Come rendere un’azienda significativa ed efficace nella comunicazione nell’era dell’invasione digitale? Come emergere e distinguersi nel mare magnum della rete? Non basta conoscerne i linguaggi, presidiare i canali e produrre buoni contenuti. Bisogna ri-progettare tutta la comunicazione attorno alla visione “Human to Human”, ovvero una comunicazione capace di interpretare e dialogare con i cambiamenti cognitivi, sociali e del contesto. Sono questi i temi dello studio proposto da Santina Giannone, è giornalista e fondatrice dell’agenzia di comunicazione, reputazione aziendale e personal branding Reputation Lab, che ha dato alle stampe il libro “Comunicare Human to Human. Dai valore alla tua impresa attraverso il purpose marketing e il brand journalism”, in uscita i prossimo 3 dicembre. In questo dialogo proviamo a capire quali le nuove strategie e le possibili frontiere, da superare, del purpose marketing e del brand journalism.
Comunicare Human to Human, al tempo del distanziamento sociale. Una bella sfida, non trova?
Una sfida che però non è solo cerebrale o agonistica, ma che è diventata oggi più necessaria che mai. Il distanziamento sociale, paradossalmente, ci ha messo più in contatto con la nostra natura, fatta di aspirazioni a partecipare alla vita degli altri. Abbiamo trovato altre strade in questi mesi per sostituire, rappezzare, accorciare le distanze ed essere presenti. Questa presenza reale nella comunicazione Human to Human passa dal sostituire l’interazione con la relazione. Tra queste due modalità di rapportarsi sta tutta la differenza tra una comunicazione old style e una comunicazione human to human.
Il titolo del suo libro rimanda alla centralità della persona per la scrittura delle nuove strategie di marketing. C’è forse un nuovo umanesimo che si fa strada?
Forse abbiamo pensato in questi anni che l’umanesimo fosse un concetto da museo o da conversazione colta, dimenticando che esso è alla base dei principi fondamentali della nostra società e della nostra cultura. Come ci ricorda Martha Nussbaum nel suo “Non per profitto. Perché le democrazie hanno bisogno della cultura umanistica”, la nozione stessa di democrazia “è costruita sulla nozione di persona singola, mentre il modello della crescita ragiona solo in termini di aggregati”. Ecco, qui sta la transizione di questo nuovo umanesimo, o piuttosto una riscoperta delle parti vitali dell’umanesimo di sempre, che oggi ci chiede un balzo in avanti: passare anche nella comunicazione e nel marketing dal concetto di “massa” e “folla” a quello di “gruppo” e “pubblico”. Dedico una parte del mio libro proprio a questo, cercando di capire che applicazioni pratiche possano avere questi concetti.

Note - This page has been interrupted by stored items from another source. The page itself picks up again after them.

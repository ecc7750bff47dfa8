//! Wallet-signature and exchange-domain rule bundle loading (spec §4.6.1).
//! Validation is total: any structural defect fails the whole load rather
//! than skipping the offending rule.

use crate::error::{CoreError, CoreResult};
use crate::hasher::hash_file;
use serde::{Deserialize, Serialize};
use std::collections::HashSet;
use std::path::Path;

#[derive(Debug, Clone, Deserialize, Serialize)]
pub struct WalletRule {
    pub rule_id: String,
    pub name: String,
    #[serde(default)]
    pub chrome_ids: Vec<String>,
    #[serde(default)]
    pub edge_ids: Vec<String>,
    #[serde(default)]
    pub firefox_ids: Vec<String>,
    #[serde(default)]
    pub app_keywords: Vec<String>,
    #[serde(default)]
    pub file_keywords: Vec<String>,
    #[serde(default)]
    pub aliases: Vec<String>,
    #[serde(default)]
    pub android_package_ids: Vec<String>,
    #[serde(default)]
    pub ios_bundle_ids: Vec<String>,
    pub direct_match: Option<f64>,
    pub keyword_match: Option<f64>,
}

impl WalletRule {
    fn has_matcher_field(&self) -> bool {
        !self.chrome_ids.is_empty()
            || !self.edge_ids.is_empty()
            || !self.firefox_ids.is_empty()
            || !self.app_keywords.is_empty()
            || !self.file_keywords.is_empty()
            || !self.aliases.is_empty()
            || !self.android_package_ids.is_empty()
            || !self.ios_bundle_ids.is_empty()
    }
}

#[derive(Debug, Clone, Deserialize, Serialize)]
pub struct ExchangeRule {
    pub rule_id: String,
    pub name: String,
    #[serde(default)]
    pub exact_domain: Vec<String>,
    #[serde(default)]
    pub root_domain: Vec<String>,
    #[serde(default)]
    pub urls_contains: Vec<String>,
    pub exact_domain_confidence: Option<f64>,
    pub root_domain_confidence: Option<f64>,
    pub url_contains_confidence: Option<f64>,
}

impl ExchangeRule {
    fn has_matcher_field(&self) -> bool {
        !self.exact_domain.is_empty() || !self.root_domain.is_empty() || !self.urls_contains.is_empty()
    }
}

#[derive(Debug, Clone, Deserialize, Serialize)]
pub struct WalletBundleFile {
    pub version: String,
    pub bundle_type: String,
    pub rules: Vec<WalletRule>,
}

#[derive(Debug, Clone, Deserialize, Serialize)]
pub struct ExchangeBundleFile {
    pub version: String,
    pub bundle_type: String,
    pub rules: Vec<ExchangeRule>,
}

pub struct LoadedWalletBundle {
    pub file: WalletBundleFile,
    pub sha256: String,
    pub source_path: String,
}

pub struct LoadedExchangeBundle {
    pub file: ExchangeBundleFile,
    pub sha256: String,
    pub source_path: String,
}

pub fn load_wallet_bundle(path: impl AsRef<Path>) -> CoreResult<LoadedWalletBundle> {
    let path = path.as_ref();
    let text = std::fs::read_to_string(path)?;
    let file: WalletBundleFile = serde_yaml::from_str(&text)?;

    validate_header(&file.version, &file.bundle_type)?;
    if file.rules.is_empty() {
        return Err(CoreError::InputInvalid("wallet bundle has no rules".to_string()));
    }
    check_duplicate_ids(file.rules.iter().map(|r| r.rule_id.as_str()))?;
    for rule in &file.rules {
        if !rule.has_matcher_field() {
            return Err(CoreError::InputInvalid(format!(
                "wallet rule '{}' has no matcher field",
                rule.rule_id
            )));
        }
    }

    let (sha256, _) = hash_file(path)?;
    Ok(LoadedWalletBundle {
        file,
        sha256,
        source_path: path.to_string_lossy().into_owned(),
    })
}

pub fn load_exchange_bundle(path: impl AsRef<Path>) -> CoreResult<LoadedExchangeBundle> {
    let path = path.as_ref();
    let text = std::fs::read_to_string(path)?;
    let file: ExchangeBundleFile = serde_yaml::from_str(&text)?;

    validate_header(&file.version, &file.bundle_type)?;
    if file.rules.is_empty() {
        return Err(CoreError::InputInvalid("exchange bundle has no rules".to_string()));
    }
    check_duplicate_ids(file.rules.iter().map(|r| r.rule_id.as_str()))?;
    for rule in &file.rules {
        if !rule.has_matcher_field() {
            return Err(CoreError::InputInvalid(format!(
                "exchange rule '{}' has no matcher field",
                rule.rule_id
            )));
        }
    }

    let (sha256, _) = hash_file(path)?;
    Ok(LoadedExchangeBundle {
        file,
        sha256,
        source_path: path.to_string_lossy().into_owned(),
    })
}

fn validate_header(version: &str, bundle_type: &str) -> CoreResult<()> {
    if version.is_empty() {
        return Err(CoreError::InputInvalid("rule bundle missing version".to_string()));
    }
    if bundle_type.is_empty() {
        return Err(CoreError::InputInvalid("rule bundle missing bundle_type".to_string()));
    }
    Ok(())
}

fn check_duplicate_ids<'a>(ids: impl Iterator<Item = &'a str>) -> CoreResult<()> {
    let mut seen = HashSet::new();
    for id in ids {
        if !seen.insert(id) {
            return Err(CoreError::InputInvalid(format!("duplicate rule id '{}'", id)));
        }
    }
    Ok(())
}

#[cfg(test)]
mod tests {
    use super::*;
    use std::io::Write;

    fn write_temp(contents: &str) -> tempfile::NamedTempFile {
        let mut f = tempfile::NamedTempFile::new().unwrap();
        f.write_all(contents.as_bytes()).unwrap();
        f
    }

    #[test]
    fn rejects_empty_rule_list() {
        let f = write_temp("version: \"1\"\nbundle_type: wallet_signature\nrules: []\n");
        let err = load_wallet_bundle(f.path()).unwrap_err();
        assert!(matches!(err, CoreError::InputInvalid(_)));
    }

    #[test]
    fn rejects_duplicate_rule_ids() {
        let f = write_temp(
            "version: \"1\"\nbundle_type: wallet_signature\nrules:\n  - rule_id: metamask\n    name: MetaMask\n    chrome_ids: [abc]\n  - rule_id: metamask\n    name: MetaMask2\n    chrome_ids: [def]\n",
        );
        let err = load_wallet_bundle(f.path()).unwrap_err();
        assert!(matches!(err, CoreError::InputInvalid(_)));
    }

    #[test]
    fn rejects_rule_with_no_matcher_field() {
        let f = write_temp(
            "version: \"1\"\nbundle_type: wallet_signature\nrules:\n  - rule_id: empty\n    name: Empty\n",
        );
        let err = load_wallet_bundle(f.path()).unwrap_err();
        assert!(matches!(err, CoreError::InputInvalid(_)));
    }

    #[test]
    fn loads_valid_bundle_and_returns_digest() {
        let f = write_temp(
            "version: \"1\"\nbundle_type: wallet_signature\nrules:\n  - rule_id: metamask\n    name: MetaMask\n    chrome_ids: [nkbihfbeogaeaoehlefnkodbefgpgknn]\n",
        );
        let loaded = load_wallet_bundle(f.path()).unwrap();
        assert_eq!(loaded.file.rules.len(), 1);
        assert_eq!(loaded.sha256.len(), 64);
    }
}
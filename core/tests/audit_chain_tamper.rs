//! Tamper detection over the audit hash chain (spec §4.9 scenario 2).

use ctrace_core::audit_verify::{compute_chain_hash, verify_chain};
use ctrace_core::canonical_json::compact_detail;
use ctrace_core::catalog::Catalog;

fn seeded_chain() -> (String, Vec<ctrace_core::model::AuditLogRecord>) {
    let catalog = Catalog::open_in_memory().unwrap();
    let case_id = catalog.ensure_case(None, None, None, "investigator", None, 1000).unwrap();
    for i in 0..5 {
        catalog
            .append_audit(&case_id, None, "host_scan", "step", "ok", "investigator", "test", None, 1000 + i)
            .unwrap();
    }
    let records = catalog.list_audit(&case_id).unwrap();
    assert_eq!(records.len(), 5);
    (case_id, records)
}

#[test]
fn untouched_chain_verifies_clean() {
    let (_, records) = seeded_chain();
    let result = verify_chain(&records);
    assert!(result.ok);
    assert_eq!(result.failed, 0);
}

#[test]
fn naive_detail_tamper_is_caught_at_the_altered_record() {
    let (_, mut records) = seeded_chain();
    records[2].detail_json = serde_json::json!({"tampered": true}).to_string();

    let result = verify_chain(&records);
    assert!(!result.ok);
    assert!(result.failures.iter().any(|f| f.index == 2));
    assert!(!result.failures.iter().any(|f| f.index == 0 || f.index == 1));
}

#[test]
fn forged_chain_hash_is_still_caught_downstream() {
    let (_, mut records) = seeded_chain();

    // Simulate an attacker who edits record 2's detail and re-derives a
    // self-consistent chain_hash for it, using the real preceding hash.
    let prev = records[1].chain_hash.clone();
    let forged_detail = serde_json::json!({"forged": true});
    let compact = compact_detail(Some(&forged_detail)).unwrap();
    let forged_hash = compute_chain_hash(
        &prev,
        &records[2].case_id,
        &records[2].event_type,
        &records[2].action,
        &records[2].status,
        records[2].occurred_at,
        &compact,
    );
    records[2].detail_json = forged_detail.to_string();
    records[2].chain_hash = forged_hash;

    let result = verify_chain(&records);
    assert!(!result.ok);
    // Record 2 is internally self-consistent and escapes detection...
    assert!(!result.failures.iter().any(|f| f.index == 2));
    // ...but record 3's stored prev-hash no longer matches the forged value.
    assert!(result.failures.iter().any(|f| f.index == 3));
}
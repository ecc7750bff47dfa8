//! Browser-specific visit-time to Unix-seconds conversion (spec §4.5.1).
//! Pure integer arithmetic; each function substitutes `now` when the
//! source value converts to a non-positive timestamp.

const CHROMIUM_EPOCH_OFFSET_US: i64 = 11_644_473_600_000_000;
const SAFARI_EPOCH_OFFSET_S: i64 = 978_307_200;

/// `unix_us = visit_time − 11644473600·10⁶`; `unix_s = unix_us / 10⁶`.
pub fn chromium_to_unix_seconds(visit_time_us: i64, now: i64) -> i64 {
    let unix_us = visit_time_us - CHROMIUM_EPOCH_OFFSET_US;
    let unix_s = unix_us.div_euclid(1_000_000);
    if unix_s > 0 {
        unix_s
    } else {
        now
    }
}

/// Gecko `last_visit_date` is microseconds since 1970-01-01 UTC.
pub fn gecko_to_unix_seconds(last_visit_date_us: i64, now: i64) -> i64 {
    let unix_s = last_visit_date_us.div_euclid(1_000_000);
    if unix_s > 0 {
        unix_s
    } else {
        now
    }
}

/// Safari `visit_time` is seconds (fractional) since 2001-01-01 UTC.
pub fn safari_to_unix_seconds(visit_time_s: f64, now: i64) -> i64 {
    let unix_s = visit_time_s.floor() as i64 + SAFARI_EPOCH_OFFSET_S;
    if unix_s > 0 {
        unix_s
    } else {
        now
    }
}

#[cfg(test)]
mod tests {
    use super::*;

    #[test]
    fn chromium_epoch_matches_known_date() {
        // 2021-01-01T00:00:00Z in Chromium microseconds.
        let visit_time_us = (1_609_459_200 + 11_644_473_600) * 1_000_000;
        assert_eq!(chromium_to_unix_seconds(visit_time_us, 0), 1_609_459_200);
    }

    #[test]
    fn chromium_falls_back_to_now_on_non_positive() {
        assert_eq!(chromium_to_unix_seconds(0, 42), 42);
    }

    #[test]
    fn gecko_epoch_is_plain_microseconds() {
        assert_eq!(gecko_to_unix_seconds(1_609_459_200_000_000, 0), 1_609_459_200);
    }

    #[test]
    fn safari_epoch_offsets_from_2001() {
        assert_eq!(safari_to_unix_seconds(0.0, 0), SAFARI_EPOCH_OFFSET_S);
        assert_eq!(safari_to_unix_seconds(86400.5, 0), SAFARI_EPOCH_OFFSET_S + 86400);
    }

    #[test]
    fn safari_falls_back_to_now_on_negative() {
        assert_eq!(safari_to_unix_seconds(-1_000_000_000.0, 99), 99);
    }
}
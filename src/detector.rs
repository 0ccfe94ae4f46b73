use crate::clock::Clock;
use std::time::Duration;

/// How long the detector ignores threshold crossings after a confirmed rotation.
#[derive(Debug, Clone, Copy, PartialEq, Eq)]
pub enum Debounce {
    /// Number of control-loop cycles. The real-world duration depends on the cycle delay.
    Ticks(u32),
    /// Wall-clock duration measured against the clock, independent of the cycle delay.
    WallClock(Duration),
}

/// Suppression state of the rotation detector, carried in the meter state between cycles.
#[derive(Debug, Clone, Copy, PartialEq, Eq, Default)]
pub enum Suppression {
    #[default]
    Idle,
    Suppressed { ticks_remaining: u32 },
    SuppressedUntil { expires_at: i64 },
}

impl Suppression {
    /// Remaining suppression cycles, 0 when idle or when suppression is time based.
    pub fn ticks_remaining(&self) -> u32 {
        match self {
            Suppression::Suppressed { ticks_remaining } => *ticks_remaining,
            _ => 0,
        }
    }

    pub fn is_suppressed(&self) -> bool {
        !matches!(self, Suppression::Idle)
    }
}

/// Inclusive range of local hours that count as night. Wraps around midnight when
/// `start > end`.
#[derive(Debug, Clone, Copy, PartialEq, Eq)]
pub struct NightHours {
    pub start: u32,
    pub end: u32,
}

impl NightHours {
    pub fn contains(&self, hour: u32) -> bool {
        if self.start > self.end {
            hour >= self.start || hour <= self.end
        } else {
            hour >= self.start && hour <= self.end
        }
    }
}

impl Default for NightHours {
    fn default() -> Self {
        Self { start: 22, end: 7 }
    }
}

/// A confirmed rotation of the meter disc.
#[derive(Debug, Clone, Copy, PartialEq)]
pub struct RotationEvent {
    /// Epoch seconds at detection.
    pub timestamp: i64,
    /// Averaged sensor value that crossed the threshold.
    pub sample: f64,
    /// Suppression window that was armed by this rotation.
    pub window: Debounce,
}

/// Threshold crossing detector with a day/night dependent debounce window.
#[derive(Debug, Clone)]
pub struct RotationDetector {
    threshold: f64,
    day_window: Debounce,
    night_window: Debounce,
    night_hours: NightHours,
}

impl RotationDetector {
    pub fn new(
        threshold: f64,
        day_window: Debounce,
        night_window: Debounce,
        night_hours: NightHours,
    ) -> Self {
        Self {
            threshold,
            day_window,
            night_window,
            night_hours,
        }
    }

    pub fn threshold(&self) -> f64 {
        self.threshold
    }

    /// Picks the suppression window for a detection at the given local hour.
    pub fn window_for_hour(&self, hour: u32) -> Debounce {
        if self.night_hours.contains(hour) {
            self.night_window
        } else {
            self.day_window
        }
    }

    /// Runs one cycle of the state machine. Returns a rotation only when the detector was
    /// idle and `sample` reached the threshold.
    pub fn observe(
        &self,
        suppression: &mut Suppression,
        sample: f64,
        clock: &impl Clock,
    ) -> Option<RotationEvent> {
        if let Suppression::SuppressedUntil { expires_at } = *suppression {
            if clock.epoch_seconds() >= expires_at {
                *suppression = Suppression::Idle;
            }
        }

        match *suppression {
            Suppression::Idle => {
                if sample < self.threshold {
                    return None;
                }
                let timestamp = clock.epoch_seconds();
                let window = self.window_for_hour(clock.local_hour());
                *suppression = arm(window, timestamp);
                Some(RotationEvent {
                    timestamp,
                    sample,
                    window,
                })
            }
            Suppression::Suppressed { ticks_remaining } => {
                *suppression = if ticks_remaining > 1 {
                    Suppression::Suppressed {
                        ticks_remaining: ticks_remaining - 1,
                    }
                } else {
                    Suppression::Idle
                };
                None
            }
            Suppression::SuppressedUntil { .. } => None,
        }
    }
}

fn arm(window: Debounce, now: i64) -> Suppression {
    match window {
        Debounce::Ticks(0) => Suppression::Idle,
        Debounce::Ticks(ticks_remaining) => Suppression::Suppressed { ticks_remaining },
        Debounce::WallClock(duration) if duration.is_zero() => Suppression::Idle,
        Debounce::WallClock(duration) => Suppression::SuppressedUntil {
            expires_at: now.saturating_add(i64::try_from(duration.as_secs()).unwrap_or(i64::MAX)),
        },
    }
}
use crate::detector::Suppression;
use tracing::info;

/// Counters and working values of the meter, owned by the control loop for the lifetime of
/// the process.
#[derive(Debug, Clone, PartialEq)]
pub struct MeterState {
    rounds_per_kwh: u32,
    start_timestamp: i64,
    total_rounds: u64,
    day_rounds: u64,
    current_day: i32,
    last_rotation_timestamp: i64,
    current_power_watts: f64,
    pub(crate) suppression: Suppression,
}

/// What happened to the counters when a rotation was recorded.
#[derive(Debug, Clone, Copy, PartialEq, Eq)]
pub struct Accumulation {
    pub day_rolled_over: bool,
}

impl MeterState {
    /// Zeroed state. `rounds_per_kwh` must be non-zero, configuration validates it.
    pub fn new(rounds_per_kwh: u32, start_timestamp: i64, current_day: i32) -> Self {
        Self {
            rounds_per_kwh,
            start_timestamp,
            total_rounds: 0,
            day_rounds: 0,
            current_day,
            last_rotation_timestamp: 0,
            current_power_watts: 0.0,
            suppression: Suppression::Idle,
        }
    }

    pub fn start_timestamp(&self) -> i64 {
        self.start_timestamp
    }

    pub fn total_rounds(&self) -> u64 {
        self.total_rounds
    }

    pub fn day_rounds(&self) -> u64 {
        self.day_rounds
    }

    pub fn total_consumption_kwh(&self) -> f64 {
        self.total_rounds as f64 / self.rounds_per_kwh as f64
    }

    pub fn day_consumption_kwh(&self) -> f64 {
        self.day_rounds as f64 / self.rounds_per_kwh as f64
    }

    pub fn current_day(&self) -> i32 {
        self.current_day
    }

    /// Epoch time of the last accepted rotation, 0 before the first one.
    pub fn last_rotation_timestamp(&self) -> i64 {
        self.last_rotation_timestamp
    }

    pub fn current_power_watts(&self) -> f64 {
        self.current_power_watts
    }

    pub fn suppression(&self) -> Suppression {
        self.suppression
    }

    pub(crate) fn set_current_power(&mut self, watts: f64) {
        self.current_power_watts = watts;
    }

    /// Counts an accepted rotation at `timestamp`. Daily counters restart first when `today`
    /// differs from the stored day marker.
    pub fn record_rotation(&mut self, timestamp: i64, today: i32) -> Accumulation {
        let day_rolled_over = today != self.current_day;
        if day_rolled_over {
            info!(
                previous_day = self.current_day,
                new_day = today,
                day_rounds = self.day_rounds,
                "day rollover, resetting daily counters"
            );
            self.day_rounds = 0;
            self.current_day = today;
        }

        self.total_rounds += 1;
        self.day_rounds += 1;
        self.last_rotation_timestamp = timestamp;

        Accumulation { day_rolled_over }
    }
}
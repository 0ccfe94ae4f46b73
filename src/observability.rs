use tracing_subscriber::EnvFilter;

/// Installs the global fmt subscriber. `RUST_LOG` overrides the default `info` level.
pub fn init_tracing() {
    let filter = EnvFilter::try_from_default_env()
        .unwrap_or_else(|_| EnvFilter::new("ferraris_meter=info"));

    tracing_subscriber::fmt()
        .with_env_filter(filter)
        .with_target(false)
        .init();
}
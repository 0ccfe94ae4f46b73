use crate::telemetry::{SinkError, TelemetrySink};
use async_trait::async_trait;
use reqwest::header::CONTENT_TYPE;
use tracing::warn;

#[derive(Debug, Clone, Default, PartialEq, Eq)]
pub struct HttpSettings {
    pub endpoint_url: String,
    pub auth_token: Option<String>,
}

/// Posts each snapshot as JSON to `<endpoint>/<topic>`.
///
/// HTTP has no session, so the sink counts as connected until a request fails.
pub struct HttpSink {
    endpoint_url: String,
    auth_token: Option<String>,
    client: reqwest::Client,
    connected: bool,
}

impl HttpSink {
    pub fn new(settings: HttpSettings) -> Self {
        Self {
            endpoint_url: settings.endpoint_url.trim_end_matches('/').to_string(),
            auth_token: settings.auth_token,
            client: reqwest::Client::new(),
            connected: false,
        }
    }

    async fn post(&self, topic: &str, payload: &[u8], retain: bool) -> Result<(), SinkError> {
        if self.endpoint_url.is_empty() {
            return Err(SinkError::NoEndpoint);
        }
        let mut request = self
            .client
            .post(format!("{}/{}", self.endpoint_url, topic))
            .header(CONTENT_TYPE, "application/json")
            .header("x-retain", if retain { "true" } else { "false" })
            .body(payload.to_vec());
        if let Some(token) = &self.auth_token {
            request = request.bearer_auth(token);
        }
        request.send().await?.error_for_status()?;
        Ok(())
    }
}

#[async_trait]
impl TelemetrySink for HttpSink {
    async fn connect(&mut self) -> bool {
        self.connected = !self.endpoint_url.is_empty();
        self.connected
    }

    fn is_connected(&self) -> bool {
        self.connected
    }

    async fn publish(&mut self, topic: &str, payload: &[u8], retain: bool) -> bool {
        match self.post(topic, payload, retain).await {
            Ok(()) => true,
            Err(e) => {
                warn!(error = %e, "telemetry POST failed");
                self.connected = false;
                false
            }
        }
    }
}
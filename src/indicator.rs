use std::fs;
use std::path::{Path, PathBuf};
use tracing::debug;

/// Status light signalling a freshly counted rotation.
pub trait Indicator: Send {
    fn set(&mut self, lit: bool);
}

/// Used when no status light is wired up.
#[derive(Debug, Default, Clone, Copy)]
pub struct NoIndicator;

impl Indicator for NoIndicator {
    fn set(&mut self, _lit: bool) {}
}

/// LED exposed through the Linux LED class (`/sys/class/leds/<name>/brightness`).
#[derive(Debug, Clone)]
pub struct SysfsLed {
    brightness_path: PathBuf,
}

impl SysfsLed {
    pub fn new(brightness_path: impl AsRef<Path>) -> Self {
        Self {
            brightness_path: brightness_path.as_ref().to_path_buf(),
        }
    }
}

impl Indicator for SysfsLed {
    fn set(&mut self, lit: bool) {
        if let Err(e) = fs::write(&self.brightness_path, if lit { "1" } else { "0" }) {
            debug!(path = %self.brightness_path.display(), error = %e, "cannot switch status LED");
        }
    }
}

Ne parla nel suo libro, ma può spiegarci cosa si intende per “essere significativi “?
Essere significativi significa coagulare ed esprimere significato, renderlo fruibile nella vita delle persone, consentire che esso sia condivisibile e allo stesso tempo che costituisca una base su cui altri possono costruire nuove parti di senso. Per essere significativi occorre essere parte del dibattito pubblico, esprimere un’identità, prendere posizione. Dedicare tempo. Anche per i brand.
Adesso che ha spiegato il concetto di “Human to Human” può dirci che bisogno c’era di usare questo inglesismo?
In realtà si tratta di una codificazione che è avvenuta da parte di Bryan Kramer, CEO di Pure Matter, agenzia di comunicazione della Silicon Valley, che lanciò il concetto partendo dalla divisione tra comunicazione B2B e B2C: ““There is no more B2B or B2C: it’s Human to Human, H2H” (tr. Non c’è più distinzione tra B2B e B2C: è solo Human to Human) e che è stato poi ripreso nella letteratura di marketing e management. Quando qualcuno apre la strada e fonda una nuova visione bisogna rendergli merito, anche a costo di prendere a prestito qualche parola dalla sua lingua!